## Your task
Each line in the data holding "green" should be listed.

## Data to process
++++
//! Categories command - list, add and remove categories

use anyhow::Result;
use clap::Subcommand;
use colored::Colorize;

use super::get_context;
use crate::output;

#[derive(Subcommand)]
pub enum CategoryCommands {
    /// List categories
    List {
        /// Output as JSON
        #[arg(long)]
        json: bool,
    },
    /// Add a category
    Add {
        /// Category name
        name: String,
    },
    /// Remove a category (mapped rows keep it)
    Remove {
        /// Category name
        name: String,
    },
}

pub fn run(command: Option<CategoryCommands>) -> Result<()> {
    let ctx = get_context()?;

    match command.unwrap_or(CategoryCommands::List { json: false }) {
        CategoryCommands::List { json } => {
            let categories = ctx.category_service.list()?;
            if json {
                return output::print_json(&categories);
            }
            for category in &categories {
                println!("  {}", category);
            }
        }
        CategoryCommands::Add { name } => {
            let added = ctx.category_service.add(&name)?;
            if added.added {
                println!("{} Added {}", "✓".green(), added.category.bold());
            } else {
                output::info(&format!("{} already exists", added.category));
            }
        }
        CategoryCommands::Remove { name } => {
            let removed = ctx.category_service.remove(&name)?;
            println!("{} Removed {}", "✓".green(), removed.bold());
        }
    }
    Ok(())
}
++++
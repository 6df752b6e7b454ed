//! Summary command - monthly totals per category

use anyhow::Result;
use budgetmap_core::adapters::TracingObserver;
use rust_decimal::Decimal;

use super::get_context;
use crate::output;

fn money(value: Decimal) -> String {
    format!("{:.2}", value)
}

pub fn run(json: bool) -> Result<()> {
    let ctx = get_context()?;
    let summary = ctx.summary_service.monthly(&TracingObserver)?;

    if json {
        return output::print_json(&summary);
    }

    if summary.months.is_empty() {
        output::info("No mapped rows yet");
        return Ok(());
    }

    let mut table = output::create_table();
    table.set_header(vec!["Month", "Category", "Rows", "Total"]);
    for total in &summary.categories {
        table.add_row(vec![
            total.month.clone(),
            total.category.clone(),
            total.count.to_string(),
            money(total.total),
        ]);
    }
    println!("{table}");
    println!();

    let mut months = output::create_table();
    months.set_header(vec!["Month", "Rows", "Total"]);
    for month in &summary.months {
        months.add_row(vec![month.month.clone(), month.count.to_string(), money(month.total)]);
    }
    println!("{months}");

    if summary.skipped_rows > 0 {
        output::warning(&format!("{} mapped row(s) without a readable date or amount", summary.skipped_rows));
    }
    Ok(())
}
++++
## Written answer
                println!("{} Added {}", "✓".green(), added.category.bold());
            println!("{} Removed {}", "✓".green(), removed.bold());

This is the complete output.